Council of Europe internal probe pursuing claims of Azerbaijan-linked corruption

Council of Europe internal probe pursuing claims of Azerbaijan-linked corruption
Bribes are said to have affected voting in the Strasbourg chamber of the Parliamentary Assembly of the Council of Europe (PACE).
By bne IntelliNews May 31, 2017

The Council of Europe has launched an internal investigation into alleged corruption in its parliamentary assembly (PACE), the BBC reported on May 30.

The investigation, to be conducted by three leading human rights lawyers, comes after various stakeholders, including its own members, repeatedly urged the human rights watchdog to investigate claims that Azerbaijan bribed PACE members to obtain favourable votes.

Azerbaijan, which held the rotating chairmanship of the Council of Europe in 2014, is considered to be one of the worst human rights offenders in Europe. In recent years, the regime of President Ilham Aliyev has cracked down on critics and opposition politicians. Nevertheless, PACE has failed to adopt resolutions criticising the government in Baku for its treatment of civil society.

A report by the European Stability Initiative (ESI) released in December, revealed that Italian PACE member Luca Volonte had received €2.4mn from Azerbaijan to advocate for Baku at PACE. The revelations sparked calls for a wide-ranging investigation of corruption at PACE and prompted a trial against Volonte in Italy.

Until now, PACE has resisted the calls, a resistance that prompted critics to call its legitimacy into question. The 47-member Council of Europe oversees compliance with the European Convention on Human Rights and is not an official part of the EU.

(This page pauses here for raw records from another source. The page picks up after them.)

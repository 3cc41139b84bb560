//! Tournament journey summaries and bracket navigation.
//!
//! The journey string seeds article prompts with the team's path so far and
//! its standout performers. Single-game feats (like a 3-hit game) are read
//! from the per-game stat snapshots stored on each match, never inferred
//! from season totals, so a cumulative line is not misattributed to one day.

use serde::{Deserialize, Serialize};
use std::collections::BTreeSet;

use crate::analysis::rank::{team_rank, TeamRank};
use crate::models::{Decision, MatchId, TeamDirectory, Tournament};

/// Summarizes a team's run through the current tournament, excluding the
/// match identified by `current_match_id`.
pub fn journey_summary(team: &str, current_match_id: &str, tournament: &Tournament) -> String {
    let mut path: Vec<String> = Vec::new();
    let mut feats: BTreeSet<String> = BTreeSet::new();

    for (id, record) in &tournament.matches {
        if id == current_match_id {
            continue;
        }
        if record.away_team != team && record.home_team != team {
            continue;
        }
        let Some(winner) = record.winner.as_deref() else { continue };
        let side = record.side_of(team);
        let opponent = record.team_name(side.opponent());
        let round = MatchId::parse(id).map(|m| m.round).unwrap_or(1);

        if winner == team {
            path.push(format!("{}回戦 vs {}", round, opponent));
        }

        for pitcher in &record.team_box(side).pitching {
            if !pitcher.name.is_empty()
                && pitcher.decision == Decision::Win
                && pitcher.innings >= 6.0
            {
                feats.insert(format!("{}が{}回戦で好投", pitcher.name, round));
            }
        }
        for (player, stats) in &record.team_box(side).game_stats {
            if stats.hits >= 3 {
                feats.insert(format!("{}が{}回戦で猛打賞を記録", player, round));
            }
        }
    }

    if path.is_empty() {
        return "今大会初戦。".to_string();
    }

    // Season batting extremes over a meaningful sample.
    if let Some(record) = tournament.team_record(team) {
        for (player, totals) in &record.batting_totals {
            if totals.at_bats < 5 {
                continue;
            }
            match totals.average() {
                Some(avg) if avg >= 0.4 => {
                    feats.insert(format!("{player}が打率4割超えと絶好調"));
                }
                Some(avg) if avg <= 0.2 => {
                    feats.insert(format!("{player}が打率2割以下と不振"));
                }
                _ => {}
            }
        }
    }

    let mut summary = format!("ここまでの勝ち上がり: {}。", path.join(" → "));
    if !feats.is_empty() {
        summary.push_str(&format!(
            "今大会の主な活躍: {}。",
            feats.iter().cloned().collect::<Vec<_>>().join("、")
        ));
    }
    summary
}

/// A bracket slot that may or may not be decided yet.
#[derive(Debug, Clone, Serialize, Deserialize)]
#[serde(rename_all = "snake_case", tag = "kind")]
pub enum OpponentSlot {
    Decided {
        name: String,
        rank: TeamRank,
    },
    /// The feeder match has not finished; its two candidates if known.
    Undecided {
        #[serde(skip_serializing_if = "Option::is_none")]
        candidates: Option<Vec<(String, TeamRank)>>,
    },
    /// The team just won the final.
    ChampionshipWon,
}

#[derive(Debug, Clone, Serialize, Deserialize)]
pub struct NextOpponent {
    pub round_name: String,
    pub opponent: OpponentSlot,
}

/// Finds the next opponent for the winner of `current_match_id`.
/// Returns `None` when the bracket position cannot be resolved.
pub fn next_opponent(
    team: &str,
    current_match_id: &str,
    tournament: &Tournament,
    directory: &TeamDirectory,
) -> Option<NextOpponent> {
    let current = MatchId::parse(current_match_id)?;
    if current.is_final() {
        return Some(NextOpponent {
            round_name: "大会終了".to_string(),
            opponent: OpponentSlot::ChampionshipWon,
        });
    }

    let final_round = tournament.final_round();
    let (next_id, round_name) = if current.round == final_round.saturating_sub(1) {
        (
            MatchId { block: "F".to_string(), round: 1, number: 1 },
            "決勝".to_string(),
        )
    } else if current.round < final_round.saturating_sub(1) {
        let next = MatchId {
            block: current.block.clone(),
            round: current.round + 1,
            number: current.number.div_ceil(2),
        };
        let name = tournament.round_name(current.round + 1);
        (next, name)
    } else {
        return None;
    };

    let rank_of = |name: &str| team_rank(directory.get(name), tournament.team_record(name));

    if let Some(next_match) = tournament.find_match(&next_id.to_string()) {
        let opponent_name = [&next_match.away_team, &next_match.home_team]
            .into_iter()
            .find(|name| !name.is_empty() && name.as_str() != team);
        if let Some(name) = opponent_name {
            return Some(NextOpponent {
                round_name,
                opponent: OpponentSlot::Decided { name: name.clone(), rank: rank_of(name) },
            });
        }
    }

    // Opponent not decided: report the feeder match's candidates if that
    // match is already set up.
    let feeder = current.feeder_pair();
    let candidates = tournament.find_match(&feeder.to_string()).and_then(|m| {
        if m.away_team.is_empty() || m.home_team.is_empty() {
            None
        } else {
            Some(vec![
                (m.away_team.clone(), rank_of(&m.away_team)),
                (m.home_team.clone(), rank_of(&m.home_team)),
            ])
        }
    });
    Some(NextOpponent { round_name, opponent: OpponentSlot::Undecided { candidates } })
}

#[cfg(test)]
mod tests {
    use super::*;
    use crate::models::{GameBattingStats, MatchRecord, PitcherOuting, TeamBox};

    fn won_match(id: &str, team: &str, opponent: &str) -> MatchRecord {
        MatchRecord {
            id: id.to_string(),
            away_team: team.to_string(),
            home_team: opponent.to_string(),
            away_score: 3,
            home_score: 1,
            winner: Some(team.to_string()),
            away: TeamBox::default(),
            home: TeamBox::default(),
        }
    }

    fn tournament_with(matches: Vec<MatchRecord>) -> Tournament {
        Tournament {
            teams: (0..16).map(|i| format!("t{i}")).collect(),
            matches: matches.into_iter().map(|m| (m.id.clone(), m)).collect(),
            team_records: Default::default(),
        }
    }

    #[test]
    fn first_game_has_fixed_placeholder() {
        let t = tournament_with(vec![]);
        assert_eq!(journey_summary("無名高", "A-R1-M1", &t), "今大会初戦。");
    }

    #[test]
    fn path_joins_rounds_and_skips_current_match() {
        let t = tournament_with(vec![
            won_match("A-R1-M1", "波高", "甲高"),
            won_match("A-R2-M1", "波高", "乙高"),
            won_match("A-R3-M1", "波高", "丙高"),
        ]);
        let summary = journey_summary("波高", "A-R3-M1", &t);
        assert_eq!(summary, "ここまでの勝ち上がり: 1回戦 vs 甲高 → 2回戦 vs 乙高。");
    }

    #[test]
    fn feats_come_from_per_game_snapshots() {
        let mut m = won_match("A-R1-M1", "波高", "甲高");
        m.away.pitching.push(PitcherOuting {
            name: "剛田".into(),
            number: None,
            innings: 7.0,
            runs: 1,
            earned_runs: 1,
            strikeouts: 8,
            walks: 2,
            decision: Decision::Win,
        });
        m.away.game_stats.insert(
            "俊足".into(),
            GameBattingStats { played: true, at_bats: 4, hits: 3, rbi: 1, home_runs: 0 },
        );
        let mut t = tournament_with(vec![m]);
        // Season totals alone (3 hits over many games) must NOT produce a
        // 猛打賞 claim; the per-game snapshot above is what counts.
        t.team_records.entry("波高".into()).or_default().batting_totals.insert(
            "散発".into(),
            crate::models::PlayerBattingTotals { at_bats: 15, hits: 3, ..Default::default() },
        );
        let summary = journey_summary("波高", "A-R2-M1", &t);
        assert!(summary.contains("剛田が1回戦で好投"));
        assert!(summary.contains("俊足が1回戦で猛打賞を記録"));
        assert!(!summary.contains("散発が1回戦で猛打賞"));
        // .200 on 15 at-bats does flag the slump note.
        assert!(summary.contains("散発が打率2割以下と不振"));
    }

    #[test]
    fn next_opponent_decided_and_named_rounds() {
        // 16 teams: block rounds 1..=4, so R3 is the semifinal and R3
        // winners go to the final.
        let mut next = won_match("A-R2-M1", "波高", "乙高");
        next.away_team = "波高".into();
        next.home_team = "強豪".into();
        next.winner = None;
        let t = tournament_with(vec![next]);
        let n = next_opponent("波高", "A-R1-M1", &t, TeamDirectory::builtin()).unwrap();
        assert_eq!(n.round_name, "準々決勝");
        match n.opponent {
            OpponentSlot::Decided { name, rank } => {
                assert_eq!(name, "強豪");
                assert_eq!(rank, TeamRank::E);
            }
            other => panic!("expected decided opponent, got {other:?}"),
        }
    }

    #[test]
    fn undecided_opponent_reports_feeder_candidates() {
        let feeder = won_match("A-R1-M2", "甲高", "乙高");
        let t = tournament_with(vec![feeder]);
        let n = next_opponent("波高", "A-R1-M1", &t, TeamDirectory::builtin()).unwrap();
        assert_eq!(n.round_name, "準々決勝");
        match n.opponent {
            OpponentSlot::Undecided { candidates: Some(c) } => {
                assert_eq!(c[0].0, "甲高");
                assert_eq!(c[1].0, "乙高");
            }
            other => panic!("expected feeder candidates, got {other:?}"),
        }
    }

    #[test]
    fn zero_numbered_match_id_resolves_to_nothing() {
        // A tournament keyed with a 0-based id must degrade, not panic in
        // the feeder-pair arithmetic.
        let mut stray = won_match("A-R1-M0", "波高", "甲高");
        stray.winner = None;
        let t = tournament_with(vec![stray]);
        assert!(next_opponent("波高", "A-R1-M0", &t, TeamDirectory::builtin()).is_none());
    }

    #[test]
    fn semifinal_leads_to_the_final_and_final_ends_it() {
        let t = tournament_with(vec![]);
        let n = next_opponent("波高", "A-R3-M1", &t, TeamDirectory::builtin()).unwrap();
        assert_eq!(n.round_name, "決勝");
        let n = next_opponent("波高", "F-R1-M1", &t, TeamDirectory::builtin()).unwrap();
        assert!(matches!(n.opponent, OpponentSlot::ChampionshipWon));
    }
}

In 2013, Christoph Strasser, a German MP and PACE member, called on PACE to vote on a report decrying human rights violations in Azerbaijan. PACE rejected the report. Two ESI investigations published in 2014 and 2016 document a long trail of corrupt practices involving the Azerbaijani lobby and several PACE members.

The Council of Europe has appointed Jean-Louis Bruguiere, a top anti-terrorism judge from France, Sir Nicholas Bratza, a former president of the European Court of Human Rights, and Elisabet Fua, a Swedish former judge at the court, to lead the investigation. They are to report their findings by the end of the year.